For genotype-phenotype associations, we were also particularly interested in JBTS, as multiple clinical subtypes of this disease have been described. When including the mouse phenotypes, JBTS with the skeletal phenotype JATD clustered together with the skeletal ciliopathies CED and SRP, indicating similar underlying mechanisms. One possibility to explore could be an abnormal centrosome morphology, as mice with this cellular phenotype cluster together with the skeletal human ciliopathies. The subtypes of JBTS with renal defect and JBTS with ocular defect did not specifically cluster with clinically similar human ciliopathies or renal/ocular mouse phenotypes, which could indicate that the current known subtype-associated genes are not specific enough to the clinical phenotype. Still, proteins associated with pure JBTS which clustered with proteins causing a specific subtype might be interesting targets for further studies into JBTS subtypes. For example, the protein module related to centriole replication contained proteins associated with pure JBTS and JBTS with JATD, suggesting that genes in this module, known to cause pure JBTS, such as CEP120 and KIAA0753, may also cause JBTS with JATD. Since both genes have now also been involved in ciliopathies with skeletal phenotypes [34, 35], this supports our genotype-phenotype association.
In addition to organ-specific protein modules, we also identified protein modules associated with a large variety of human ciliopathies and mouse phenotypes. For instance, the module termed ‘BBSome, core’ was associated with various human ciliopathies, including BBS, and could not be linked to a specific clinical phenotype. However, these protein modules can still give more insights into molecular mechanisms.

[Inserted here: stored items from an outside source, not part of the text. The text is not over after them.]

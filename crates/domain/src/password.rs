//! # パスワード
//!
//! パスワード関連の値オブジェクトを定義する。
//!
//! ## ドメイン用語
//!
//! | 型 | ドメイン用語 | 用途 |
//! |---|------------|------|
//! | [`PlainPassword`] | 平文パスワード | ログイン時の入力値 |
//! | [`PasswordVerifyResult`] | 検証結果 | パスワード検証の成否 |

use crate::DomainError;

/// パスワードの最小文字数
pub const MIN_PASSWORD_LENGTH: usize = 8;

/// 平文パスワード（ログイン時の入力値）
///
/// ユーザーが入力したパスワードをラップする。
/// 生成時に最小文字数を検証し、短すぎる値の存在を排除する。
///
/// # セキュリティ
///
/// Debug 出力ではパスワードの値をマスクする。
#[derive(Clone)]
pub struct PlainPassword(String);

impl std::fmt::Debug for PlainPassword {
    fn fmt(&self, f: &mut std::fmt::Formatter<'_>) -> std::fmt::Result {
        f.debug_tuple("PlainPassword").field(&crate::REDACTED).finish()
    }
}

impl PlainPassword {
    /// パスワードを作成する
    ///
    /// # バリデーション
    ///
    /// - [`MIN_PASSWORD_LENGTH`] 文字以上
    ///
    /// # エラー
    ///
    /// バリデーションに失敗した場合は [`DomainError::Validation`] を返す。
    pub fn new(value: impl Into<String>) -> Result<Self, DomainError> {
        let value = value.into();

        if value.chars().count() < MIN_PASSWORD_LENGTH {
            return Err(DomainError::Validation(format!(
                "パスワードは {MIN_PASSWORD_LENGTH} 文字以上である必要があります"
            )));
        }

        Ok(Self(value))
    }

    /// 文字列参照を取得する
    pub fn as_str(&self) -> &str {
        &self.0
    }
}

/// パスワード検証結果
///
/// パスワード検証の成否を表す列挙型。
/// bool ではなく専用の型を使うことで、意図が明確になる。
#[derive(Debug, Clone, Copy, PartialEq, Eq)]
pub enum PasswordVerifyResult {
    /// パスワードが一致した
    Match,
    /// パスワードが一致しなかった
    Mismatch,
}

impl PasswordVerifyResult {
    /// 一致したかどうかを返す
    pub fn is_match(&self) -> bool {
        matches!(self, Self::Match)
    }

    /// 一致しなかったかどうかを返す
    pub fn is_mismatch(&self) -> bool {
        matches!(self, Self::Mismatch)
    }
}

impl From<bool> for PasswordVerifyResult {
    fn from(matched: bool) -> Self {
        if matched { Self::Match } else { Self::Mismatch }
    }
}
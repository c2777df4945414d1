//! # エラーレスポンス（RFC 9457 Problem Details）
//!
//! 全エンドポイントで共通のエラーレスポンス構造体を提供する。
//!
//! ## 設計
//!
//! - `ErrorResponse` は純粋なデータ構造（`Serialize` / `Deserialize` のみ）
//! - axum の `IntoResponse` 変換はアプリケーション側の責務（shared に axum 依存を入れない）
//! - よく使うエラー種別は便利コンストラクタで提供し、URI のハードコードを排除

use serde::{Deserialize, Serialize};

/// error_type URI のベースパス
const ERROR_TYPE_BASE: &str = "https://carport.example.com/errors";

/// エラーレスポンス（RFC 9457 Problem Details）
///
/// すべてのエンドポイントで統一されたエラーレスポンス形式。
/// `type` フィールドは URI で問題の種類を識別する。
#[derive(Debug, Clone, PartialEq, Eq, Serialize, Deserialize)]
pub struct ErrorResponse {
    #[serde(rename = "type")]
    pub error_type: String,
    pub title:      String,
    pub status:     u16,
    pub detail:     String,
}

impl ErrorResponse {
    /// 汎用コンストラクタ
    ///
    /// `error_type_suffix` はベース URI に付加される（例: `"unauthorized"`）。
    pub fn new(
        error_type_suffix: &str,
        title: impl Into<String>,
        status: u16,
        detail: impl Into<String>,
    ) -> Self {
        Self {
            error_type: format!("{ERROR_TYPE_BASE}/{error_type_suffix}"),
            title: title.into(),
            status,
            detail: detail.into(),
        }
    }

    /// 400 Bad Request
    pub fn bad_request(detail: impl Into<String>) -> Self {
        Self::new("bad-request", "Bad Request", 400, detail)
    }

    /// 400 Validation Error
    pub fn validation_error(detail: impl Into<String>) -> Self {
        Self::new("validation-error", "Validation Error", 400, detail)
    }

    /// 401 Unauthorized
    pub fn unauthorized(detail: impl Into<String>) -> Self {
        Self::new("unauthorized", "Unauthorized", 401, detail)
    }

    /// 500 Internal Server Error
    ///
    /// detail は固定値（内部情報を漏らさないため）。
    pub fn internal_error() -> Self {
        Self::new(
            "internal-error",
            "Internal Server Error",
            500,
            "内部エラーが発生しました",
        )
    }

    /// 503 Service Unavailable
    pub fn service_unavailable(detail: impl Into<String>) -> Self {
        Self::new("service-unavailable", "Service Unavailable", 503, detail)
    }
}

#[cfg(test)]
mod tests {
    use super::*;

    #[test]
    fn test_new_で全フィールドが正しく設定される() {
        let error = ErrorResponse::new("custom-error", "Custom Error", 418, "カスタムエラー");

        assert_eq!(
            error.error_type,
            "https://carport.example.com/errors/custom-error"
        );
        assert_eq!(error.title, "Custom Error");
        assert_eq!(error.status, 418);
        assert_eq!(error.detail, "カスタムエラー");
    }

    #[test]
    fn test_unauthorized_が401と正しいerror_typeを返す() {
        let error = ErrorResponse::unauthorized("invalid userid or password");

        assert_eq!(
            error.error_type,
            "https://carport.example.com/errors/unauthorized"
        );
        assert_eq!(error.title, "Unauthorized");
        assert_eq!(error.status, 401);
        assert_eq!(error.detail, "invalid userid or password");
    }

    #[test]
    fn test_jsonシリアライズでtypeフィールド名が正しい() {
        let error = ErrorResponse::bad_request("不正なリクエスト");
        let json = serde_json::to_value(&error).unwrap();

        // serde(rename = "type") で `error_type` → `type` に変換される
        assert_eq!(
            json["type"],
            "https://carport.example.com/errors/bad-request"
        );
        assert_eq!(json["title"], "Bad Request");
        assert_eq!(json["status"], 400);
        assert_eq!(json["detail"], "不正なリクエスト");
        // `error_type` フィールドは存在しない
        assert!(json.get("error_type").is_none());
    }

    #[test]
    fn test_全便利コンストラクタのstatusが正しい() {
        assert_eq!(ErrorResponse::bad_request("").status, 400);
        assert_eq!(ErrorResponse::validation_error("").status, 400);
        assert_eq!(ErrorResponse::unauthorized("").status, 401);
        assert_eq!(ErrorResponse::internal_error().status, 500);
        assert_eq!(ErrorResponse::service_unavailable("").status, 503);
    }

    #[test]
    fn test_jsonデシリアライズが正しく動作する() {
        let json = r#"{
            "type": "https://carport.example.com/errors/unauthorized",
            "title": "Unauthorized",
            "status": 401,
            "detail": "invalid userid or password"
        }"#;
        let error: ErrorResponse = serde_json::from_str(json).unwrap();

        assert_eq!(
            error.error_type,
            "https://carport.example.com/errors/unauthorized"
        );
        assert_eq!(error.status, 401);
        assert_eq!(error.detail, "invalid userid or password");
    }
}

We identified a strong connection between proteins from the CPLANE complex, consisting of INTU, FUZ, WDPCP, and CPLANE2, and the BBSome core proteins. WDPCP has already been identified as a BBS gene [67], but the other proteins have not been clearly linked to the BBSome. A recent study showed that FUZ might link GPR161 to the BBSome for removal from cilia [68], also suggesting a link between FUZ and the BBSome. In further studies, the links between the CPLANE complex, other proteins identified here in the BBSome core protein module, such as RFX1, TBC1D32, and ARL13A, and the BBSome should be investigated. Another module associated with BBS showed its connection to protein polyubiquitination which aligns with previous papers linking ubiquitination and the BBSome [41–43]. However, the strength of the association between the BBS gene TRIM32, which is part of this module, and BBS requires further evaluation [39].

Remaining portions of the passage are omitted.